Section 9.1 is not concerned with offer, acceptance and cost consequences, but rather with the right of rescission within a cooling-off period once an agreement between the insurer and a claimant has been reached for benefits (SABs). [page639] Its purpose is to provide a claimant with adequate information prior to the commencement of an action in order to avoid a quick and uninformed decision as to the benefits the claimant is entitled to receive from the insurer.

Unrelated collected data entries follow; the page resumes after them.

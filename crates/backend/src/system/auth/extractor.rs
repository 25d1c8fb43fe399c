use axum::{
    async_trait,
    extract::FromRequestParts,
    http::{request::Parts, StatusCode},
};
use contracts::system::auth::TokenClaims;

/// Handler-side view of the authenticated staff member.
///
/// Only works behind one of the auth middlewares, which put the validated
/// claims into the request extensions.
pub struct CurrentUser(pub TokenClaims);

#[async_trait]
impl<S> FromRequestParts<S> for CurrentUser
where
    S: Send + Sync,
{
    type Rejection = StatusCode;

    async fn from_request_parts(parts: &mut Parts, _state: &S) -> Result<Self, Self::Rejection> {
        parts
            .extensions
            .get::<TokenClaims>()
            .cloned()
            .map(CurrentUser)
            .ok_or(StatusCode::UNAUTHORIZED)
    }
}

Once an action is commenced, any such relevant information would be available in the course of litigation, something an insured would not otherwise be entitled to receive but for the requirements of s. 9.1.
In my view, s. 279 [of the Insurance Act] and hence s. 9.1 of the regulations have no application once the parties are in litigation.
(Emphasis in original)
[8] The respondent submits that Igbokwe is limited to Rule 49 [of the Rules of Civil Procedure, R.R.O. 1990, Reg. 194] offers. I would reject that submission. In my view, it is clear from the passages quoted above that if litigation has been commenced, s. 9.1 of the regulation has no further effect.
[9] The decision in Igbokwe is directly applicable to this case. The respondent's claim was settled after litigation had been commenced. The settlement was not reached as a result of the dispute resolution procedures mandated by the regulation, but was reached at a privately arranged mediation initiated by the parties themselves after the commencement of the action. It follows that s. 9.1 of the regulation does not apply and that the appeal should be allowed.
[10] In fairness to the motions court judge, it should be noted that the decision in Igbokwe was not released until after the date of his endorsement and that the issue in Igbokwe was not raised in argument before him.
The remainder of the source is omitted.